Titanium Coating Recoating Service
When a titanium anode coating reaches the end of its lifespan, the tank terminal voltage typically rises beyond the process range under continuous current, leading to localized passivation of the anode surface or visible coating peeling. At this point, the titanium anode can be recoated to restore electrode performance and replace the entire anode structure.
Recoating Process Flow:
Incoming Inspection—Identifying substrate deformation, corrosion pits, weld cracks, and dimensional deviations.
Chemical Stripping—Removing the remaining surface coating with oxalic acid or a nitric acid/nitric acid mixture.
Substrate Reconstruction—Sandblasting roughening + oxalic acid etching to restore titanium surface activity.
MMO Re-design—Hotly splitting the substrate according to the original specifications and repeating the cycle multiple times.
Factory Inspection—Full inspection according to the original factory standards before shipment.

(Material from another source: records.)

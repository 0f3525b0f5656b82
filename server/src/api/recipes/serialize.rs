//! Read representation of recipes.
//!
//! Create and update respond through this module too, so the write and read
//! shapes are allowed to diverge.

use crate::api::users::profile::{subscribed_set, UserProfile};
use crate::db::DbConn;
use crate::models::{Tag, User};
use crate::schema::{
    favorites, ingredients, recipe_ingredients, recipe_tags, recipes, shopping_cart_items, tags,
    users,
};
use chrono::{DateTime, Utc};
use diesel::prelude::*;
use serde::Serialize;
use std::collections::{HashMap, HashSet};
use utoipa::ToSchema;
use uuid::Uuid;

/// Recipe columns needed for serialization; the image blob stays in the
/// database and is referenced by URL.
#[derive(Queryable, Selectable, Debug, Clone)]
#[diesel(table_name = crate::schema::recipes)]
#[diesel(check_for_backend(diesel::pg::Pg))]
pub struct RecipeRow {
    pub id: Uuid,
    pub author_id: Uuid,
    pub name: String,
    pub text: String,
    pub cooking_time: i32,
    pub pub_date: DateTime<Utc>,
}

/// One ingredient of a recipe together with its amount from the join row.
#[derive(Debug, Clone, Serialize, ToSchema)]
pub struct IngredientAmount {
    pub id: Uuid,
    pub name: String,
    pub measurement_unit: String,
    pub amount: i32,
}

#[derive(Debug, Clone, Serialize, ToSchema)]
pub struct RecipeResponse {
    pub id: Uuid,
    pub tags: Vec<Tag>,
    pub author: UserProfile,
    pub ingredients: Vec<IngredientAmount>,
    /// Whether the requesting user favorited this recipe; false for anonymous
    pub is_favorited: bool,
    /// Whether the recipe is in the requesting user's shopping cart; false for anonymous
    pub is_in_shopping_cart: bool,
    pub name: String,
    pub image: String,
    pub text: String,
    pub cooking_time: i32,
    pub pub_date: DateTime<Utc>,
}

/// Minimal recipe summary returned by the favorite/shopping-cart toggles and
/// embedded in subscription profiles.
#[derive(Debug, Clone, Serialize, ToSchema)]
pub struct RecipeSummary {
    pub id: Uuid,
    pub name: String,
    pub image: String,
    pub cooking_time: i32,
}

pub fn image_url(recipe_id: Uuid) -> String {
    format!("/api/recipes/{}/image", recipe_id)
}

/// Build read representations for a page of recipes.
///
/// Tags, ingredients, authors, and the viewer's favorite/cart membership are
/// loaded in one query each for the whole page.
pub fn load_recipe_responses(
    conn: &mut DbConn,
    rows: Vec<RecipeRow>,
    viewer: Option<Uuid>,
) -> QueryResult<Vec<RecipeResponse>> {
    if rows.is_empty() {
        return Ok(Vec::new());
    }

    let recipe_ids: Vec<Uuid> = rows.iter().map(|r| r.id).collect();
    let author_ids: Vec<Uuid> = rows
        .iter()
        .map(|r| r.author_id)
        .collect::<HashSet<_>>()
        .into_iter()
        .collect();

    let authors: HashMap<Uuid, User> = users::table
        .filter(users::id.eq_any(&author_ids))
        .select(User::as_select())
        .load::<User>(conn)?
        .into_iter()
        .map(|u| (u.id, u))
        .collect();

    let followed = subscribed_set(conn, viewer, &author_ids)?;

    let mut tags_by_recipe: HashMap<Uuid, Vec<Tag>> = HashMap::new();
    let tag_rows: Vec<(Uuid, Uuid, String, String, String)> = recipe_tags::table
        .inner_join(tags::table)
        .filter(recipe_tags::recipe_id.eq_any(&recipe_ids))
        .order(tags::name.asc())
        .select((
            recipe_tags::recipe_id,
            tags::id,
            tags::name,
            tags::color,
            tags::slug,
        ))
        .load(conn)?;
    for (recipe_id, id, name, color, slug) in tag_rows {
        tags_by_recipe.entry(recipe_id).or_default().push(Tag {
            id,
            name,
            color,
            slug,
        });
    }

    let mut ingredients_by_recipe: HashMap<Uuid, Vec<IngredientAmount>> = HashMap::new();
    let ingredient_rows: Vec<(Uuid, i32, Uuid, String, String)> = recipe_ingredients::table
        .inner_join(ingredients::table)
        .filter(recipe_ingredients::recipe_id.eq_any(&recipe_ids))
        .order(ingredients::name.asc())
        .select((
            recipe_ingredients::recipe_id,
            recipe_ingredients::amount,
            ingredients::id,
            ingredients::name,
            ingredients::measurement_unit,
        ))
        .load(conn)?;
    for (recipe_id, amount, id, name, measurement_unit) in ingredient_rows {
        ingredients_by_recipe
            .entry(recipe_id)
            .or_default()
            .push(IngredientAmount {
                id,
                name,
                measurement_unit,
                amount,
            });
    }

    let favorited: HashSet<Uuid> = match viewer {
        Some(v) => favorites::table
            .filter(favorites::user_id.eq(v))
            .filter(favorites::recipe_id.eq_any(&recipe_ids))
            .select(favorites::recipe_id)
            .load::<Uuid>(conn)?
            .into_iter()
            .collect(),
        None => HashSet::new(),
    };

    let in_cart: HashSet<Uuid> = match viewer {
        Some(v) => shopping_cart_items::table
            .filter(shopping_cart_items::user_id.eq(v))
            .filter(shopping_cart_items::recipe_id.eq_any(&recipe_ids))
            .select(shopping_cart_items::recipe_id)
            .load::<Uuid>(conn)?
            .into_iter()
            .collect(),
        None => HashSet::new(),
    };

    rows.into_iter()
        .map(|row| {
            let author = authors
                .get(&row.author_id)
                .ok_or(diesel::result::Error::NotFound)?;

            Ok(RecipeResponse {
                id: row.id,
                tags: tags_by_recipe.remove(&row.id).unwrap_or_default(),
                author: UserProfile::new(author, followed.contains(&author.id)),
                ingredients: ingredients_by_recipe.remove(&row.id).unwrap_or_default(),
                is_favorited: favorited.contains(&row.id),
                is_in_shopping_cart: in_cart.contains(&row.id),
                name: row.name,
                image: image_url(row.id),
                text: row.text,
                cooking_time: row.cooking_time,
                pub_date: row.pub_date,
            })
        })
        .collect()
}

/// Read representation of a single recipe, or None when it doesn't exist.
pub fn load_recipe_response(
    conn: &mut DbConn,
    recipe_id: Uuid,
    viewer: Option<Uuid>,
) -> QueryResult<Option<RecipeResponse>> {
    let row: Option<RecipeRow> = recipes::table
        .find(recipe_id)
        .select(RecipeRow::as_select())
        .first(conn)
        .optional()?;

    let Some(row) = row else {
        return Ok(None);
    };

    Ok(load_recipe_responses(conn, vec![row], viewer)?.pop())
}

/// Minimal summary of a single recipe, or None when it doesn't exist.
pub fn load_recipe_summary(conn: &mut DbConn, recipe_id: Uuid) -> QueryResult<Option<RecipeSummary>> {
    let row: Option<(Uuid, String, i32)> = recipes::table
        .find(recipe_id)
        .select((recipes::id, recipes::name, recipes::cooking_time))
        .first(conn)
        .optional()?;

    Ok(row.map(|(id, name, cooking_time)| RecipeSummary {
        id,
        name,
        image: image_url(id),
        cooking_time,
    }))
}

#[cfg(test)]
mod tests {
    use super::*;
    use crate::api::users::profile::UserProfile;

    #[test]
    fn test_image_url_points_at_image_endpoint() {
        let id = Uuid::new_v4();
        assert_eq!(image_url(id), format!("/api/recipes/{}/image", id));
    }

    #[test]
    fn test_response_json_preserves_tags_ingredients_and_cooking_time() {
        let tag_id = Uuid::new_v4();
        let ingredient_id = Uuid::new_v4();
        let response = RecipeResponse {
            id: Uuid::new_v4(),
            tags: vec![Tag {
                id: tag_id,
                name: "Breakfast".to_string(),
                color: "#E26C2D".to_string(),
                slug: "breakfast".to_string(),
            }],
            author: UserProfile {
                email: "cook@example.com".to_string(),
                id: Uuid::new_v4(),
                username: "cook".to_string(),
                first_name: "Julia".to_string(),
                last_name: "Child".to_string(),
                is_subscribed: false,
            },
            ingredients: vec![IngredientAmount {
                id: ingredient_id,
                name: "flour".to_string(),
                measurement_unit: "g".to_string(),
                amount: 200,
            }],
            is_favorited: false,
            is_in_shopping_cart: false,
            name: "Pancakes".to_string(),
            image: "/api/recipes/x/image".to_string(),
            text: "Mix and fry.".to_string(),
            cooking_time: 15,
            pub_date: chrono::Utc::now(),
        };

        let json = serde_json::to_value(&response).unwrap();
        assert_eq!(json["tags"][0]["slug"], "breakfast");
        assert_eq!(json["ingredients"][0]["id"], ingredient_id.to_string());
        assert_eq!(json["ingredients"][0]["amount"], 200);
        assert_eq!(json["cooking_time"], 15);
        assert_eq!(json["is_favorited"], false);
        assert_eq!(json["is_in_shopping_cart"], false);
    }
}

Titanium substrates can generally withstand repeated recoating treatments. Replacement of the substrate is only necessary when acid etching thins the substrate, resulting in insufficient substrate wall thickness.
Titanium Pioneer's applications in PCB electroplating cover the entire product line, from large-scale general-purpose boards to advanced substrates. The selection of coating formulation, mesh size, molding size and current density parameters depends on the specific PCB product type, electroplating process system and production line equipment configuration.